_Problem to solve_
Count up the lines below that hold "insert", then give that count by itself.

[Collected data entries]
mod cli;
mod config;
mod core;
mod input;
mod sdp;
mod session_controller;
mod signaling;
mod stats;
mod webrtc_bridge;

use std::sync::Arc;
use std::time::Duration;

use gfn_protocol::StreamingOptions;
use input::{run_capture_loop, spawn_capture_thread, CapturedInput};
use tracing::{error, info, warn};

use crate::core::{LoggingStatsObserver, StreamingCore};

#[tokio::main]
async fn main() -> anyhow::Result<()> {
    rustls::crypto::ring::default_provider()
        .install_default()
        .expect("failed to install rustls crypto provider");

    tracing_subscriber::fmt()
        .with_env_filter(
            tracing_subscriber::EnvFilter::try_from_default_env()
                .unwrap_or_else(|_| tracing_subscriber::EnvFilter::new("info")),
        )
        .init();

    let args = cli::parse_args()?;

    let client_config = config::load_config(&args.config_path)?;
    if let Err(issues) = client_config.validate() {
        let has_errors = issues.iter().any(|i| i.starts_with("ERROR:"));
        for issue in &issues {
            if issue.starts_with("ERROR:") {
                error!("{issue}");
            } else {
                warn!("{issue}");
            }
        }
        if has_errors {
            error!("Configuration has {} issue(s). Fix the ERROR(s) above and restart.", issues.len());
            std::process::exit(1);
        }
    }

    let base_url = args.base_url.clone().unwrap_or_else(|| client_config.api.base_url.clone());
    info!(base_url = %base_url, app_id = args.app_id, "starting gfn-client");

    let token = args.token.clone().unwrap_or_default();
    let request_timeout = Duration::from_millis(client_config.api.request_timeout_ms);
    let session_controller = session_controller::SessionController::new(&base_url, token, request_timeout);

    let options = StreamingOptions {
        app_id: args.app_id,
        store_type: args.store_type.clone(),
        store_id: args.store_id.clone(),
        preferred_server: args.preferred_server.clone(),
        width: args.width,
        height: args.height,
        fps: args.framerate,
        codec: args.codec,
        max_bitrate_mbps: args.max_bitrate_mbps,
        reflex: args.reflex,
    };

    let (streaming_core, mut signaling_events, _cmd_tx) =
        StreamingCore::connect(session_controller, &options, &client_config.ice, &client_config.tls).await?;
    info!(session_id = %streaming_core.session.session_id, "session connected, arming input and stats");

    let (capture_tx, capture_rx) = tokio::sync::mpsc::unbounded_channel::<CapturedInput>();
    // rdev::listen blocks in its own OS event loop with no stop handle; the
    // thread is left running and reaped by process exit (§4.5 limitation).
    let _capture_handle = spawn_capture_thread(Arc::clone(&streaming_core.input_pipeline), capture_tx);

    let stats_observer = LoggingStatsObserver;
    let stats_sampler = Arc::clone(&streaming_core.stats);

    let mut sigterm = tokio::signal::unix::signal(tokio::signal::unix::SignalKind::terminate())?;

    tokio::select! {
        _ = run_capture_loop(Arc::clone(&streaming_core.input_pipeline), capture_rx) => {}

        _ = stats_sampler.run(&stats_observer) => {}

        _ = async {
            while let Some(event) = signaling_events.recv().await {
                warn!(?event, "unexpected post-handshake signaling event");
            }
        } => {}

        _ = tokio::signal::ctrl_c() => {
            info!("received SIGINT, shutting down");
        }
        _ = sigterm.recv() => {
            info!("received SIGTERM, shutting down");
        }
    }

    streaming_core.stats.stop();
    streaming_core.terminate().await;

    info!("gfn-client shutdown complete");
    Ok(())
}
use anyhow::Context;
use gfn_protocol::VideoCodec;

pub(crate) const DEFAULT_FRAMERATE: u32 = 60;
pub(crate) const DEFAULT_MAX_BITRATE_MBPS: u32 = 50;

pub(crate) struct Args {
    pub config_path: std::path::PathBuf,
    pub base_url: Option<String>,
    pub token: Option<String>,
    pub app_id: u32,
    pub store_type: String,
    pub store_id: String,
    pub preferred_server: Option<String>,
    pub width: u32,
    pub height: u32,
    pub framerate: u32,
    pub codec: VideoCodec,
    pub max_bitrate_mbps: u32,
    pub reflex: bool,
}

pub(crate) fn default_config_path() -> std::path::PathBuf {
    std::path::PathBuf::from("./config/gfn-client.toml")
}

pub(crate) fn parse_args() -> anyhow::Result<Args> {
    let mut config_path = default_config_path();
    let mut base_url = None;
    let mut token = None;
    let mut app_id = None;
    let mut store_type = "GFN".to_string();
    let mut store_id = None;
    let mut preferred_server = None;
    let mut width: u32 = 1920;
    let mut height: u32 = 1080;
    let mut framerate: u32 = DEFAULT_FRAMERATE;
    let mut codec = VideoCodec::H264;
    let mut max_bitrate_mbps: u32 = DEFAULT_MAX_BITRATE_MBPS;
    let mut reflex = false;

    let args: Vec<String> = std::env::args().collect();
    let mut i = 1;
    while i < args.len() {
        match args[i].as_str() {
            "-V" | "--version" => {
                println!("gfn-client {}", env!("CARGO_PKG_VERSION"));
                std::process::exit(0);
            }
            "-h" | "--help" => {
                println!("gfn-client - GeForce NOW cloud-streaming client");
                println!();
                println!("USAGE:");
                println!("    gfn-client [OPTIONS]");
                println!();
                println!("OPTIONS:");
                println!("    --config <PATH>              TOML config file [default: ./config/gfn-client.toml]");
                println!("    --base-url <URL>             GFN session API base URL (overrides config)");
                println!("    --token <JWT>                Bearer token (prefer GFN_TOKEN env)");
                println!("    --app-id <ID>                Game/app id (required)");
                println!("    --store-type <NAME>          Store backing the app id [default: GFN]");
                println!("    --store-id <ID>              Store-specific id (required)");
                println!("    --preferred-server <ID>      Preferred GFN server region");
                println!("    --width <PIXELS>             Stream width [default: 1920]");
                println!("    --height <PIXELS>            Stream height [default: 1080]");
                println!("    --framerate <FPS>            Target framerate [default: 60]");
                println!("    --codec <h264|h265|av1>      Video codec [default: h264]");
                println!("    --max-bitrate <MBPS>         Max video bitrate [default: 50]");
                println!("    --reflex                     Request NVIDIA Reflex low-latency mode");
                println!("    -V, --version                Print version and exit");
                println!("    -h, --help                   Print this help and exit");
                std::process::exit(0);
            }
            "--config" => {
                i += 1;
                config_path = std::path::PathBuf::from(args.get(i).context("Missing --config value")?);
            }
            "--base-url" => {
                i += 1;
                base_url = Some(args.get(i).context("Missing --base-url value")?.clone());
            }
            "--token" => {
                i += 1;
                token = Some(args.get(i).context("Missing --token value")?.clone());
            }
            "--app-id" => {
                i += 1;
                app_id = Some(
                    args.get(i)
                        .context("Missing --app-id value")?
                        .parse::<u32>()
                        .context("Invalid --app-id value")?,
                );
            }
            "--store-type" => {
                i += 1;
                store_type = args.get(i).context("Missing --store-type value")?.clone();
            }
            "--store-id" => {
                i += 1;
                store_id = Some(args.get(i).context("Missing --store-id value")?.clone());
            }
            "--preferred-server" => {
                i += 1;
                preferred_server = Some(args.get(i).context("Missing --preferred-server value")?.clone());
            }
            "--width" => {
                i += 1;
                width = args.get(i).context("Missing --width value")?.parse().context("Invalid --width value")?;
            }
            "--height" => {
                i += 1;
                height = args.get(i).context("Missing --height value")?.parse().context("Invalid --height value")?;
            }
            "--framerate" => {
                i += 1;
                framerate = args
                    .get(i)
                    .context("Missing --framerate value")?
                    .parse()
                    .context("Invalid --framerate value")?;
            }
            "--codec" => {
                i += 1;
                codec = match args.get(i).context("Missing --codec value")?.to_ascii_lowercase().as_str() {
                    "h264" => VideoCodec::H264,
                    "h265" | "hevc" => VideoCodec::H265,
                    "av1" => VideoCodec::Av1,
                    other => anyhow::bail!("Unknown codec: {other}"),
                };
            }
            "--max-bitrate" => {
                i += 1;
                max_bitrate_mbps = args
                    .get(i)
                    .context("Missing --max-bitrate value")?
                    .parse()
                    .context("Invalid --max-bitrate value")?;
            }
            "--reflex" => {
                reflex = true;
            }
            other => anyhow::bail!("Unknown argument: {other}"),
        }
        i += 1;
    }

    // Prefer env var for the bearer token (CLI args are visible in /proc).
    if token.is_none() {
        token = std::env::var("GFN_TOKEN").ok();
    }

    Ok(Args {
        config_path,
        base_url,
        token,
        app_id: app_id.context("--app-id is required")?,
        store_type,
        store_id: store_id.context("--store-id is required")?,
        preferred_server,
        width,
        height,
        framerate,
        codec,
        max_bitrate_mbps,
        reflex,
    })
}
// ABOUTME: Class and instance runtime values: method tables, superclass
// chains, and per-instance field maps

use crate::error::RuntimeError;
use crate::function::Function;
use crate::interpreter::Interpreter;
use crate::token::Token;
use crate::value::Value;
use std::cell::RefCell;
use std::collections::HashMap;
use std::fmt;
use std::rc::Rc;

/// A class value: its name, optional superclass, and method table.
#[derive(Debug)]
pub struct Class {
    name: String,
    superclass: Option<Rc<Class>>,
    methods: HashMap<String, Rc<Function>>,
}

impl Class {
    pub fn new(
        name: String,
        superclass: Option<Rc<Class>>,
        methods: HashMap<String, Rc<Function>>,
    ) -> Self {
        Class {
            name,
            superclass,
            methods,
        }
    }

    pub fn name(&self) -> &str {
        &self.name
    }

    /// Look up a method here or anywhere up the superclass chain.
    pub fn find_method(&self, name: &str) -> Option<Rc<Function>> {
        if let Some(method) = self.methods.get(name) {
            return Some(method.clone());
        }
        if let Some(ref superclass) = self.superclass {
            return superclass.find_method(name);
        }
        None
    }

    /// A class's call arity is its initializer's arity, or zero without one.
    pub fn arity(&self) -> usize {
        self.find_method("init").map_or(0, |init| init.arity())
    }

    /// Calling a class constructs an instance, running `init` bound to it
    /// when the class declares one.
    pub fn call(
        class: &Rc<Class>,
        interpreter: &mut Interpreter,
        arguments: Vec<Value>,
    ) -> Result<Value, RuntimeError> {
        let instance = Rc::new(Instance::new(class.clone()));
        if let Some(initializer) = class.find_method("init") {
            initializer
                .bind(instance.clone())
                .call(interpreter, arguments)?;
        }
        Ok(Value::Instance(instance))
    }
}

/// An instance: a class reference plus a mutable field map. Field lookup
/// falls through to method lookup on the class.
pub struct Instance {
    class: Rc<Class>,
    fields: RefCell<HashMap<String, Value>>,
}

impl Instance {
    pub fn new(class: Rc<Class>) -> Self {
        Instance {
            class,
            fields: RefCell::new(HashMap::new()),
        }
    }

    pub fn class_name(&self) -> &str {
        self.class.name()
    }

    /// Read a property: a field when present, otherwise a method from the
    /// class bound to this instance.
    pub fn get(instance: &Rc<Instance>, name: &Token) -> Result<Value, RuntimeError> {
        if let Some(value) = instance.fields.borrow().get(&name.lexeme) {
            return Ok(value.clone());
        }

        if let Some(method) = instance.class.find_method(&name.lexeme) {
            return Ok(Value::Function(Rc::new(method.bind(instance.clone()))));
        }

        Err(RuntimeError::new(
            name,
            format!("Undefined property '{}'.", name.lexeme),
        ))
    }

    /// Write a field unconditionally.
    pub fn set(&self, name: &Token, value: Value) {
        self.fields.borrow_mut().insert(name.lexeme.clone(), value);
    }
}

impl fmt::Debug for Instance {
    // Fields can hold this instance; print only the class to keep Debug
    // terminating.
    fn fmt(&self, f: &mut fmt::Formatter<'_>) -> fmt::Result {
        f.debug_struct("Instance")
            .field("class", &self.class.name)
            .finish_non_exhaustive()
    }
}

#[cfg(test)]
mod tests {
    use super::*;
    use crate::ast::FunctionDecl;
    use crate::env::Environment;
    use crate::token::TokenKind;

    fn method(name: &str, params: usize) -> Rc<Function> {
        let declaration = Rc::new(FunctionDecl {
            name: Token::new(TokenKind::Identifier, name, None, 1),
            params: (0..params)
                .map(|i| Token::new(TokenKind::Identifier, format!("p{}", i), None, 1))
                .collect(),
            body: Vec::new(),
        });
        Rc::new(Function::new(declaration, Environment::new(), name == "init"))
    }

    #[test]
    fn test_find_method_walks_superclass_chain() {
        let mut base_methods = HashMap::new();
        base_methods.insert("greet".to_string(), method("greet", 0));
        let base = Rc::new(Class::new("Base".to_string(), None, base_methods));

        let derived = Class::new("Derived".to_string(), Some(base), HashMap::new());
        assert!(derived.find_method("greet").is_some());
        assert!(derived.find_method("missing").is_none());
    }

    #[test]
    fn test_subclass_method_shadows_superclass() {
        let mut base_methods = HashMap::new();
        base_methods.insert("greet".to_string(), method("greet", 0));
        let base = Rc::new(Class::new("Base".to_string(), None, base_methods));

        let mut derived_methods = HashMap::new();
        let override_method = method("greet", 1);
        derived_methods.insert("greet".to_string(), override_method.clone());
        let derived = Class::new("Derived".to_string(), Some(base), derived_methods);

        let found = derived.find_method("greet").expect("method");
        assert!(Rc::ptr_eq(&found, &override_method));
    }

    #[test]
    fn test_arity_follows_init() {
        let plain = Class::new("Plain".to_string(), None, HashMap::new());
        assert_eq!(plain.arity(), 0);

        let mut methods = HashMap::new();
        methods.insert("init".to_string(), method("init", 2));
        let with_init = Class::new("WithInit".to_string(), None, methods);
        assert_eq!(with_init.arity(), 2);
    }

    #[test]
    fn test_field_set_and_get() {
        let class = Rc::new(Class::new("Point".to_string(), None, HashMap::new()));
        let instance = Rc::new(Instance::new(class));

        let name = Token::new(TokenKind::Identifier, "x", None, 1);
        instance.set(&name, Value::Number(3.0));

        match Instance::get(&instance, &name) {
            Ok(Value::Number(n)) => assert_eq!(n, 3.0),
            other => panic!("Expected Number(3.0), got {:?}", other),
        }
    }

    #[test]
    fn test_missing_property_is_an_error() {
        let class = Rc::new(Class::new("Point".to_string(), None, HashMap::new()));
        let instance = Rc::new(Instance::new(class));

        let name = Token::new(TokenKind::Identifier, "missing", None, 4);
        let error = Instance::get(&instance, &name).expect_err("should be undefined");
        assert_eq!(error.message, "Undefined property 'missing'.");
        assert_eq!(error.line, 4);
    }

    #[test]
    fn test_instance_display_through_value() {
        let class = Rc::new(Class::new("Point".to_string(), None, HashMap::new()));
        let instance = Rc::new(Instance::new(class.clone()));
        assert_eq!(format!("{}", Value::Instance(instance)), "Point instance");
        assert_eq!(format!("{}", Value::Class(class)), "Point");
    }
}
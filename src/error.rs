// ABOUTME: Runtime error type, the non-local unwind signal, and the
// Diagnostics reporter shared by every pipeline stage

use crate::token::{Token, TokenKind};
use crate::value::Value;
use thiserror::Error;

/// An error raised while evaluating the program. Carries the source line of
/// the token it was raised at for the `<message>\n[line N]` report format.
#[derive(Error, Debug, Clone)]
#[error("{message}")]
pub struct RuntimeError {
    pub message: String,
    pub line: usize,
}

impl RuntimeError {
    /// Create a runtime error at the given token.
    pub fn new(token: &Token, message: impl Into<String>) -> Self {
        RuntimeError {
            message: message.into(),
            line: token.line,
        }
    }

    /// Create a runtime error at a bare line, for errors with no token.
    pub fn at_line(line: usize, message: impl Into<String>) -> Self {
        RuntimeError {
            message: message.into(),
            line,
        }
    }
}

/// Non-local control flow out of statement execution: either a `return`
/// traveling back to the nearest call frame, or a runtime error traveling
/// to the top of the run.
#[derive(Debug)]
pub enum Unwind {
    Return(Value),
    Error(RuntimeError),
}

impl From<RuntimeError> for Unwind {
    fn from(error: RuntimeError) -> Self {
        Unwind::Error(error)
    }
}

/// Collects errors reported by the lexer, parser, resolver, and interpreter.
/// One handle is threaded through every stage of a run; the driver inspects
/// the two flags to decide whether to continue the pipeline and which exit
/// code a file run ends with.
#[derive(Debug, Default)]
pub struct Diagnostics {
    pub had_error: bool,
    pub had_runtime_error: bool,
    messages: Vec<String>,
}

impl Diagnostics {
    pub fn new() -> Self {
        Self::default()
    }

    /// Report a lex-stage error, which has a line but no token.
    pub fn error(&mut self, line: usize, message: &str) {
        self.report(line, "", message);
    }

    /// Report a parse or resolve error at a token.
    pub fn error_at(&mut self, token: &Token, message: &str) {
        if token.kind == TokenKind::Eof {
            self.report(token.line, " at end", message);
        } else {
            let location = format!(" at '{}'", token.lexeme);
            self.report(token.line, &location, message);
        }
    }

    fn report(&mut self, line: usize, location: &str, message: &str) {
        let rendered = format!("[line {}] Error{}: {}", line, location, message);
        eprintln!("{}", rendered);
        self.messages.push(rendered);
        self.had_error = true;
    }

    /// Report a runtime error and set the runtime-error flag.
    pub fn runtime_error(&mut self, error: &RuntimeError) {
        let rendered = format!("{}\n[line {}]", error.message, error.line);
        eprintln!("{}", rendered);
        self.messages.push(rendered);
        self.had_runtime_error = true;
    }

    /// Every report rendered so far, in order.
    pub fn messages(&self) -> &[String] {
        &self.messages
    }
}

_Result of this task_
5